Welcome to Marketers’ Pain Points, a new column from Quad Insights that discusses specific solutions to common marketing problems.
Q: The retail environment seems so uncertain now that it seems risky to add marketing staff, even though ever since the pandemic we’ve been operating with smaller staffs and budgets, but we’re still expected to deliver big results. I’m struggling with how to stretch dollars so we can meet our KPIs. What are you seeing across the retail marketing landscape and how do you recommend we cope with these competing pressures?
Quad is seeing the same thing.
“Three or four years ago, many big retail businesses had digital teams of 35-plus. They had 35 in-store print buyers, plus large teams of folks dedicated to other specific areas. That is not the case anymore,” observes Gabrielle Miller, Vice President of Business Development for Quad Managed Services. “Right now, we’re hearing, ‘We have limited resources and a limited team, but we still have big dreams and goals’ — and it’s a heavy lift.”
There are a few strategies that will help retailers manage the situation to succeed, Miller says.
Actionable reporting
In recent months, Miller says she has not had a meeting with retailers in which data and analytics weren’t a topic of conversation, “and that speaks to the need to buy smarter today, to do it right the first time.”
Data and analytics feed actionable reporting — reporting that can and should change how a business deploys its marketing spend. It makes it possible to reduce waste and save money.
“Let’s say we look at your store profiling and see that we’ve been sending universal display kits to your 1,800 stores. But digging into the data, we realize we can trim that down and not send those kits to certain stores that will just throw them away because they don’t have the kind of windows that display needs,” she explains.
Actionable reporting allows retailers to adjust and optimize a range of budget line items, from in-store displays to their media mix. It helps avoid big bets that don’t pan out.
Smart partnering
No two retailers’ business needs are exactly the same, Miller notes. “Every brand has a unique set of business problems and goals, and those have to be the starting point for solutions.”
Instead, many marketers face a situation where the starting point is a potential partner’s capabilities, because the vendor doesn’t have the ability to create a tailored solution customized to a retailer’s needs. “You have to ask yourself, are you only being offered a solution that’s been filtered through the specific capabilities that vendor has?” she says.
Another option, working with consultants and brokers, can be helpful, but there’s a flip side. “Brokers have people who are very good buyers, and consultants who can tell you where to buy and who to talk to, but neither has their own assets to bring costs down,” she cautions.

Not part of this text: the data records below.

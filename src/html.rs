use chrono::{DateTime, Utc};
use maud::{DOCTYPE, Markup, PreEscaped, html};

use crate::avatar::resolve_avatars;
use crate::category::category_link;
use crate::feed::{LatestFeed, Topic, User};
use crate::fetcher::{FeedSource, Fetcher};
use crate::format::{abbreviate_count, activity_label};
use crate::site::Site;

/// The element the topic rows are written into. Each render replaces its whole content.
#[derive(Debug, Default)]
pub struct PostsContainer {
    inner_html: String,
}

impl PostsContainer {
    pub fn new() -> Self {
        Self::default()
    }

    pub fn inner_html(&self) -> &str {
        &self.inner_html
    }

    pub fn replace(&mut self, markup: Markup) {
        self.inner_html = markup.into_string();
    }
}

#[derive(Debug, Clone, Copy, PartialEq, Eq)]
pub enum RenderOutcome {
    Rendered { topics: usize },
    Skipped,
}

/// Fetches the feed once and renders it into `container`.
///
/// Fetch and parse failures are logged and swallowed; the container keeps
/// whatever it held before.
pub async fn fetch_and_render(
    fetcher: &Fetcher,
    source: &FeedSource,
    container: &mut PostsContainer,
    site: &Site,
    now: DateTime<Utc>,
) -> RenderOutcome {
    let feed = match fetcher.fetch_feed(source).await {
        Ok(feed) => feed,
        Err(err) => {
            let err = anyhow::Error::new(err);
            tracing::error!(%source, error = ?err, "could not load latest topics");
            return RenderOutcome::Skipped;
        }
    };

    let topics = feed.topic_list.topics.len();
    show_latest_posts(container, &feed, site, now);
    tracing::info!(topics, users = feed.users.len(), "rendered latest topics");
    RenderOutcome::Rendered { topics }
}

pub fn show_latest_posts(
    container: &mut PostsContainer,
    feed: &LatestFeed,
    site: &Site,
    now: DateTime<Utc>,
) {
    container.replace(render_rows(feed, site, now));
}

pub fn render_rows(feed: &LatestFeed, site: &Site, now: DateTime<Utc>) -> Markup {
    html! {
        @for topic in &feed.topic_list.topics {
            (render_topic_row(topic, &feed.users, site, now))
        }
    }
}

fn render_topic_row(topic: &Topic, users: &[User], site: &Site, now: DateTime<Utc>) -> Markup {
    let avatars = resolve_avatars(&topic.posters, users, &site.avatar_cdn, site.avatar_size);

    html! {
        tr {
            td {
                a class="post-title" target="_blank" href=(site.topic_href(&topic.slug, topic.id)) {
                    (topic.title)
                }
                (category_link(&site.category_base, topic.category_id))
            }
            td {
                div class="avatar-container" {
                    @for avatar in &avatars {
                        (avatar)
                    }
                }
            }
            td { (topic.reply_count()) }
            td { (abbreviate_count(topic.views).to_string()) }
            td { (activity_label(topic.bumped_at.as_deref(), now)) }
        }
    }
}

/// Wraps the container into a standalone page.
pub fn build_document(container: &PostsContainer, title: &str) -> String {
    let markup: Markup = html! {
        (DOCTYPE)
        html lang="en" {
            head {
                meta charset="utf-8";
                meta name="viewport" content="width=device-width, initial-scale=1";
                title { (title) }
            }
            body {
                main {
                    h1 { (title) }
                    table {
                        thead {
                            tr {
                                th { "Topics" }
                                th { "Avatars" }
                                th { "Replies" }
                                th { "Views" }
                                th { "Activity" }
                            }
                        }
                        tbody id="posts-container" {
                            (PreEscaped(container.inner_html()))
                        }
                    }
                }
            }
        }
    };
    markup.into_string()
}
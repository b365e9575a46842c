use std::fmt;

use chrono::{DateTime, NaiveDate, NaiveDateTime, Utc};

/// Shown when a topic's last-activity timestamp is missing or unreadable.
pub const UNKNOWN_ACTIVITY: &str = "unknown";

/// Coarse "time since" label: minutes under an hour, hours under a day, days otherwise.
///
/// Timestamps ahead of `now` (clock skew between the feed and this machine)
/// count as zero elapsed time and render as `0m ago`.
pub fn time_ago(bumped_at: DateTime<Utc>, now: DateTime<Utc>) -> String {
    let minutes = (now - bumped_at).num_minutes().max(0);
    let hours = minutes / 60;
    let days = hours / 24;

    if minutes < 60 {
        return format!("{minutes}m ago");
    }
    if hours < 24 {
        return format!("{hours}h ago");
    }
    format!("{days}d ago")
}

/// Label for a raw `bumped_at` value. Unreadable values get [`UNKNOWN_ACTIVITY`]
/// instead of failing the row.
pub fn activity_label(bumped_at: Option<&str>, now: DateTime<Utc>) -> String {
    match bumped_at.and_then(parse_timestamp) {
        Some(bumped_at) => time_ago(bumped_at, now),
        None => UNKNOWN_ACTIVITY.to_string(),
    }
}

/// RFC 3339 first, then zone-less date-times and bare dates, both read as UTC.
pub fn parse_timestamp(raw: &str) -> Option<DateTime<Utc>> {
    let raw = raw.trim();
    if let Ok(ts) = DateTime::parse_from_rfc3339(raw) {
        return Some(ts.with_timezone(&Utc));
    }
    ["%Y-%m-%dT%H:%M:%S%.f", "%Y-%m-%d %H:%M:%S%.f", "%Y-%m-%dT%H:%M"]
        .iter()
        .find_map(|fmt| NaiveDateTime::parse_from_str(raw, fmt).ok())
        .or_else(|| {
            NaiveDate::parse_from_str(raw, "%Y-%m-%d")
                .ok()
                .and_then(|date| date.and_hms_opt(0, 0, 0))
        })
        .map(|naive| naive.and_utc())
}

#[derive(Debug, Clone, Copy, PartialEq, Eq)]
pub enum ViewCount {
    Exact(u64),
    Thousands(u64),
}

/// Truncates to whole thousands; there is no million tier.
pub fn abbreviate_count(views: u64) -> ViewCount {
    if views >= 1000 {
        ViewCount::Thousands(views / 1000)
    } else {
        ViewCount::Exact(views)
    }
}

impl fmt::Display for ViewCount {
    fn fmt(&self, f: &mut fmt::Formatter<'_>) -> fmt::Result {
        match self {
            ViewCount::Exact(n) => write!(f, "{n}"),
            ViewCount::Thousands(k) => write!(f, "{k}k"),
        }
    }
}

#[cfg(test)]
mod tests {
    use chrono::{Duration, TimeZone as _};

    use super::*;

    fn now() -> DateTime<Utc> {
        Utc.with_ymd_and_hms(2024, 4, 15, 16, 0, 0).unwrap()
    }

    #[test]
    fn minute_bucket() {
        assert_eq!(time_ago(now() - Duration::minutes(5), now()), "5m ago");
        assert_eq!(time_ago(now(), now()), "0m ago");
        assert_eq!(time_ago(now() - Duration::seconds(59), now()), "0m ago");
        assert_eq!(time_ago(now() - Duration::minutes(59), now()), "59m ago");
    }

    #[test]
    fn hour_bucket_starts_at_sixty_minutes() {
        assert_eq!(time_ago(now() - Duration::minutes(60), now()), "1h ago");
        assert_eq!(time_ago(now() - Duration::minutes(90), now()), "1h ago");
        assert_eq!(
            time_ago(now() - Duration::hours(23) - Duration::minutes(59), now()),
            "23h ago"
        );
    }

    #[test]
    fn day_bucket() {
        assert_eq!(time_ago(now() - Duration::hours(24), now()), "1d ago");
        assert_eq!(time_ago(now() - Duration::hours(50), now()), "2d ago");
        assert_eq!(time_ago(now() - Duration::days(400), now()), "400d ago");
    }

    #[test]
    fn future_timestamps_clamp_to_zero() {
        assert_eq!(time_ago(now() + Duration::minutes(5), now()), "0m ago");
        assert_eq!(time_ago(now() + Duration::days(3), now()), "0m ago");
    }

    #[test]
    fn parses_zoned_and_zone_less_timestamps() {
        let expected = Utc.with_ymd_and_hms(2024, 4, 15, 16, 1, 26).unwrap();
        assert_eq!(parse_timestamp("2024-04-15T16:01:26Z"), Some(expected));
        assert_eq!(parse_timestamp("2024-04-15T18:01:26+02:00"), Some(expected));
        assert_eq!(parse_timestamp("2024-04-15T16:01:26"), Some(expected));
        assert_eq!(parse_timestamp("2024-04-15 16:01:26"), Some(expected));
        assert_eq!(
            parse_timestamp("2024-04-15T16:01:26.403").map(|ts| ts.timestamp_millis()),
            Some(expected.timestamp_millis() + 403)
        );
        assert_eq!(
            parse_timestamp("2024-04-15"),
            Some(Utc.with_ymd_and_hms(2024, 4, 15, 0, 0, 0).unwrap())
        );
    }

    #[test]
    fn unreadable_timestamps_get_the_unknown_label() {
        assert_eq!(parse_timestamp("yesterday"), None);
        assert_eq!(parse_timestamp(""), None);
        assert_eq!(activity_label(Some("not a date"), now()), UNKNOWN_ACTIVITY);
        assert_eq!(activity_label(None, now()), UNKNOWN_ACTIVITY);
    }

    #[test]
    fn activity_label_uses_time_buckets() {
        assert_eq!(activity_label(Some("2024-04-15T15:50:00Z"), now()), "10m ago");
        assert_eq!(activity_label(Some("2024-04-15T13:00:00"), now()), "3h ago");
    }

    #[test]
    fn counts_below_a_thousand_are_unchanged() {
        assert_eq!(abbreviate_count(542), ViewCount::Exact(542));
        assert_eq!(abbreviate_count(0), ViewCount::Exact(0));
        assert_eq!(abbreviate_count(999).to_string(), "999");
    }

    #[test]
    fn counts_truncate_to_thousands() {
        assert_eq!(abbreviate_count(1000).to_string(), "1k");
        assert_eq!(abbreviate_count(1500).to_string(), "1k");
        assert_eq!(abbreviate_count(1999).to_string(), "1k");
        assert_eq!(abbreviate_count(25_430).to_string(), "25k");
        assert_eq!(abbreviate_count(1_000_000).to_string(), "1000k");
    }
}
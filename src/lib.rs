mod avatar;
mod category;
mod cli;
mod feed;
mod fetcher;
mod format;
mod html;
mod progress;
mod site;

use std::path::Path;

use anyhow::Context as _;
use cli::Args;

pub use avatar::{Avatar, avatar_src, resolve_avatars};
pub use category::{Category, CategoryLink, GENERAL, category_link, resolve_category};
pub use cli::{Args as CliArgs, Mode, ProgressMode};
pub use feed::{LatestFeed, Poster, Topic, TopicList, User};
pub use fetcher::{FeedSource, FetchError, Fetcher};
pub use format::{
    UNKNOWN_ACTIVITY, ViewCount, abbreviate_count, activity_label, parse_timestamp, time_ago,
};
pub use html::{
    PostsContainer, RenderOutcome, build_document, fetch_and_render, render_rows,
    show_latest_posts,
};
pub use site::Site;

/// Loads the feed once, renders it, and writes the result to `args.out`.
///
/// A feed that cannot be loaded is logged and leaves the output file as it was.
pub async fn run(args: Args) -> anyhow::Result<RenderOutcome> {
    use std::io::IsTerminal as _;

    let progress_enabled = match args.progress {
        ProgressMode::Always => true,
        ProgressMode::Never => false,
        ProgressMode::Auto => std::io::stderr().is_terminal(),
    };
    let progress = progress::Progress::new(progress_enabled);

    let source = match &args.input {
        Some(path) => {
            tracing::debug!(feed_url = %args.feed_url, "--input is set; not requesting the feed url");
            FeedSource::Local(path.clone())
        }
        None => FeedSource::Remote(args.feed_url.clone()),
    };
    let site = Site::new(
        args.topic_base_url.clone(),
        args.category_base_url.clone(),
        args.avatar_cdn_url.clone(),
        args.avatar_size,
    );
    let fetcher = Fetcher::new(&args.user_agent)?;

    progress.set_stage(format!("loading {source}"));
    let mut container = PostsContainer::new();
    let outcome =
        fetch_and_render(&fetcher, &source, &mut container, &site, chrono::Utc::now()).await;

    if outcome == RenderOutcome::Skipped {
        progress.finish("feed unavailable");
        return Ok(outcome);
    }

    progress.set_stage("writing output");
    let body = match args.mode {
        Mode::Document => build_document(&container, &args.title),
        Mode::Fragment => container.inner_html().to_string(),
    };
    write_output(&args.out, &body)?;
    tracing::info!(out = %args.out.display(), "wrote latest topics");

    progress.finish("done");
    Ok(outcome)
}

fn write_output(path: &Path, body: &str) -> anyhow::Result<()> {
    if let Some(parent) = path.parent() {
        if !parent.as_os_str().is_empty() {
            std::fs::create_dir_all(parent)
                .with_context(|| format!("create {}", parent.display()))?;
        }
    }
    std::fs::write(path, body).with_context(|| format!("write {}", path.display()))
}
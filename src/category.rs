use maud::{Markup, Render, html};
use url::Url;

#[derive(Debug, Clone, Copy, PartialEq, Eq)]
pub struct Category {
    pub name: &'static str,
    pub style_tag: &'static str,
}

pub const GENERAL: Category = Category {
    name: "General",
    style_tag: "general",
};

const KNOWN_CATEGORIES: [(i64, Category); 8] = [
    (299, Category { name: "Career Advice", style_tag: "career" }),
    (409, Category { name: "Project Feedback", style_tag: "feedback" }),
    (417, Category { name: "freeCodeCamp Support", style_tag: "support" }),
    (421, Category { name: "JavaScript", style_tag: "javascript" }),
    (423, Category { name: "HTML - CSS", style_tag: "html-css" }),
    (424, Category { name: "Python", style_tag: "python" }),
    (432, Category { name: "You Can Do This!", style_tag: "motivation" }),
    (560, Category { name: "Backend Development", style_tag: "backend" }),
];

/// Never fails: ids missing from the table map to [`GENERAL`].
pub fn resolve_category(id: i64) -> Category {
    KNOWN_CATEGORIES
        .iter()
        .find(|(known, _)| *known == id)
        .map(|(_, category)| *category)
        .unwrap_or(GENERAL)
}

#[derive(Debug, Clone, PartialEq, Eq)]
pub struct CategoryLink {
    pub href: String,
    pub text: &'static str,
    pub class: String,
}

/// Builds the badge link for a topic's category. The raw id is kept in the URL
/// even when it fell back to the general category.
pub fn category_link(category_base: &Url, id: i64) -> CategoryLink {
    let category = resolve_category(id);
    CategoryLink {
        href: format!("{}{}/{}", category_base, category.style_tag, id),
        text: category.name,
        class: format!("category {}", category.style_tag),
    }
}

impl Render for CategoryLink {
    fn render(&self) -> Markup {
        html! {
            a href=(self.href) class=(self.class) target="_blank" { (self.text) }
        }
    }
}
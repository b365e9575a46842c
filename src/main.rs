use clap::Parser as _;
use tracing_subscriber::EnvFilter;

#[tokio::main]
async fn main() -> anyhow::Result<()> {
    tracing_subscriber::fmt()
        .with_env_filter(
            EnvFilter::try_from_default_env().unwrap_or_else(|_| EnvFilter::new("info")),
        )
        .with_writer(std::io::stderr)
        .init();

    let args = forum_latest_render::CliArgs::parse();
    forum_latest_render::run(args).await?;
    Ok(())
}
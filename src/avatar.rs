use maud::{Markup, Render, html};
use url::Url;

use crate::feed::{Poster, User};

const RELATIVE_AVATAR_PREFIX: &str = "/user_avatar/";

#[derive(Debug, Clone, PartialEq, Eq)]
pub struct Avatar {
    pub src: String,
    pub alt: String,
}

/// Resolves one avatar per poster that has a directory entry, in poster order.
/// Posters without a matching user are dropped.
pub fn resolve_avatars(
    posters: &[Poster],
    users: &[User],
    cdn: &Url,
    size: u32,
) -> Vec<Avatar> {
    posters
        .iter()
        .filter_map(|poster| users.iter().find(|user| user.id == poster.user_id))
        .map(|user| Avatar {
            src: avatar_src(&user.avatar_template, cdn, size),
            alt: user.display_name().to_string(),
        })
        .collect()
}

/// Fills the first `{size}` slot and puts site-relative avatar paths on the CDN.
pub fn avatar_src(template: &str, cdn: &Url, size: u32) -> String {
    let path = template.replacen("{size}", &size.to_string(), 1);
    if path.starts_with(RELATIVE_AVATAR_PREFIX) {
        format!("{}{}", cdn.as_str().trim_end_matches('/'), path)
    } else {
        path
    }
}

impl Render for Avatar {
    fn render(&self) -> Markup {
        html! {
            img src=(self.src) alt=(self.alt);
        }
    }
}
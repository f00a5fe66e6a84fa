//! Raw form input converted into ledger records.
//!
//! A draft holds exactly what a user typed. Submitting it checks required
//! fields, parses the amount text, assigns a fresh id, and stamps dates from
//! the injected [`Clock`]. Drafts never touch the ledger themselves.

use std::str::FromStr;

use chrono::NaiveDate;
use rust_decimal::Decimal;

use fintrack_domain::{
    Asset, AssetKind, CollectionKind, EntryKind, Liability, LiabilityKind, RecurrenceInterval,
    RecurringTransaction, Transaction, ValidationError, require_amount,
};

use crate::time::Clock;

#[derive(Debug, Clone, PartialEq, Eq)]
pub struct TransactionDraft {
    pub kind: EntryKind,
    pub amount: String,
    pub category: String,
    pub description: String,
}

impl TransactionDraft {
    pub fn new(kind: EntryKind) -> Self {
        Self {
            kind,
            amount: String::new(),
            category: String::new(),
            description: String::new(),
        }
    }

    pub fn submit(&self, clock: &dyn Clock) -> Result<Transaction, ValidationError> {
        let collection = CollectionKind::Transactions;
        let amount = parse_amount(collection, &self.amount)?;
        let category = required(collection, "category", &self.category)?;
        Ok(
            Transaction::new(self.kind, amount, category, clock.now())
                .with_description(self.description.trim()),
        )
    }
}

#[derive(Debug, Clone, PartialEq, Eq)]
pub struct RecurringDraft {
    pub kind: EntryKind,
    pub amount: String,
    pub category: String,
    pub description: String,
    pub interval: RecurrenceInterval,
    pub start_date: Option<NaiveDate>,
}

impl RecurringDraft {
    pub fn new(kind: EntryKind) -> Self {
        Self {
            kind,
            amount: String::new(),
            category: String::new(),
            description: String::new(),
            interval: RecurrenceInterval::default(),
            start_date: None,
        }
    }

    /// Recurring entries need an explicit start date; the clock is not consulted.
    pub fn submit(&self) -> Result<RecurringTransaction, ValidationError> {
        let collection = CollectionKind::RecurringTransactions;
        let amount = parse_amount(collection, &self.amount)?;
        let category = required(collection, "category", &self.category)?;
        let start_date = self.start_date.ok_or(ValidationError::MissingField {
            collection,
            field: "start_date",
        })?;
        Ok(
            RecurringTransaction::new(self.kind, amount, category, self.interval, start_date)
                .with_description(self.description.trim()),
        )
    }
}

#[derive(Debug, Clone, Default, PartialEq, Eq)]
pub struct AssetDraft {
    pub name: String,
    pub value: String,
    pub kind: AssetKind,
}

impl AssetDraft {
    pub fn submit(&self) -> Result<Asset, ValidationError> {
        let collection = CollectionKind::Assets;
        let name = required(collection, "name", &self.name)?;
        let value = parse_amount(collection, &self.value)?;
        Ok(Asset::new(name, value, self.kind))
    }
}

#[derive(Debug, Clone, Default, PartialEq, Eq)]
pub struct LiabilityDraft {
    pub name: String,
    pub amount: String,
    pub kind: LiabilityKind,
}

impl LiabilityDraft {
    pub fn submit(&self) -> Result<Liability, ValidationError> {
        let collection = CollectionKind::Liabilities;
        let name = required(collection, "name", &self.name)?;
        let amount = parse_amount(collection, &self.amount)?;
        Ok(Liability::new(name, amount, self.kind))
    }
}

fn required<'a>(
    collection: CollectionKind,
    field: &'static str,
    value: &'a str,
) -> Result<&'a str, ValidationError> {
    let trimmed = value.trim();
    if trimmed.is_empty() {
        return Err(ValidationError::MissingField { collection, field });
    }
    Ok(trimmed)
}

fn parse_amount(collection: CollectionKind, raw: &str) -> Result<Decimal, ValidationError> {
    let field = match collection {
        CollectionKind::Assets => "value",
        _ => "amount",
    };
    let text = required(collection, field, raw)?;
    let amount = Decimal::from_str(text).map_err(|_| ValidationError::InvalidAmount {
        collection,
        input: text.to_string(),
    })?;
    require_amount(collection, field, amount)?;
    Ok(amount)
}
//! One-off income and expense entries.

use chrono::{DateTime, Utc};
use rust_decimal::Decimal;
use serde::{Deserialize, Serialize};

use crate::common::*;
use crate::validation::{require_amount, require_text, CollectionKind, Validate, ValidationError};

/// A single recorded cash flow. Immutable once appended.
#[derive(Debug, Clone, Serialize, Deserialize, PartialEq, Eq)]
pub struct Transaction {
    pub id: String,
    #[serde(rename = "type")]
    pub kind: EntryKind,
    pub amount: Decimal,
    pub category: String,
    #[serde(default)]
    pub description: String,
    pub date: DateTime<Utc>,
}

impl Transaction {
    pub fn new(
        kind: EntryKind,
        amount: Decimal,
        category: impl Into<String>,
        date: DateTime<Utc>,
    ) -> Self {
        Self {
            id: new_record_id(),
            kind,
            amount,
            category: category.into(),
            description: String::new(),
            date,
        }
    }

    pub fn with_id(mut self, id: impl Into<String>) -> Self {
        self.id = id.into();
        self
    }

    pub fn with_description(mut self, description: impl Into<String>) -> Self {
        self.description = description.into();
        self
    }

    /// Returns the description, or the category when no description was given.
    pub fn display_label(&self) -> &str {
        if self.description.trim().is_empty() {
            &self.category
        } else {
            &self.description
        }
    }
}

impl Identifiable for Transaction {
    fn id(&self) -> &str {
        &self.id
    }
}

impl Amounted for Transaction {
    fn amount(&self) -> Decimal {
        self.amount
    }
}

impl Validate for Transaction {
    fn validate(&self) -> Result<(), ValidationError> {
        let collection = CollectionKind::Transactions;
        require_text(collection, "id", &self.id)?;
        require_text(collection, "category", &self.category)?;
        require_amount(collection, "amount", self.amount)
    }
}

Invest time up front to evaluate what a vendor’s real capabilities are. Ask if they’ve ever referred a client to a third party for a specific need that they themselves aren’t built to meet.
Thoughtful centralization
Centralization has emerged recently as a strategy to improve ROI, says Miller, especially for larger retailers and CPG brands.
“During the pandemic, there was a little bit of a free-for-all in marketing and purchasing,” she says. “Now, as we’ve come back and we’re trying to do more with these smaller teams and less money, executives want a centralized buying process and marketing approach.”
At the same time, national retailers see the value of some degree of local control — for both market impact and wise use of staff and budget.
“You want a regional manager of a grocery store to be able to run his or her business to the best of their ability, as efficiently as possible, without draining corporate resources,” Miller says.
The right technology can help. For example, Quad has developed a centralized Local Marketing Platform (LMP) as an alternative to both rigid central control and freewheeling local management that could put consistent brand messaging and identity at risk.
The platform can be tailored to an individual brand’s needs. Key features include:
- A central portal that’s loaded with pre-approved media templates
- Print and mail on-demand ordering
- A marketing calendar
- A local/regional budget and performance tracker
The platform also streamlines the workflow. “What happens is, instead of all the email back-and-forth of ‘I need this’ and ‘I need that’ and ‘Can you send me the tracking?’ the LMP automates all those processes,” says Miller. “It takes the burden off corporate resources and allows them to focus on what they’re trying to accomplish for the company.”
Each of these strategies starts with a basic operating principle, Miller notes. “It’s all about the end of the story: Where do you want to be — and what do you need to get there?”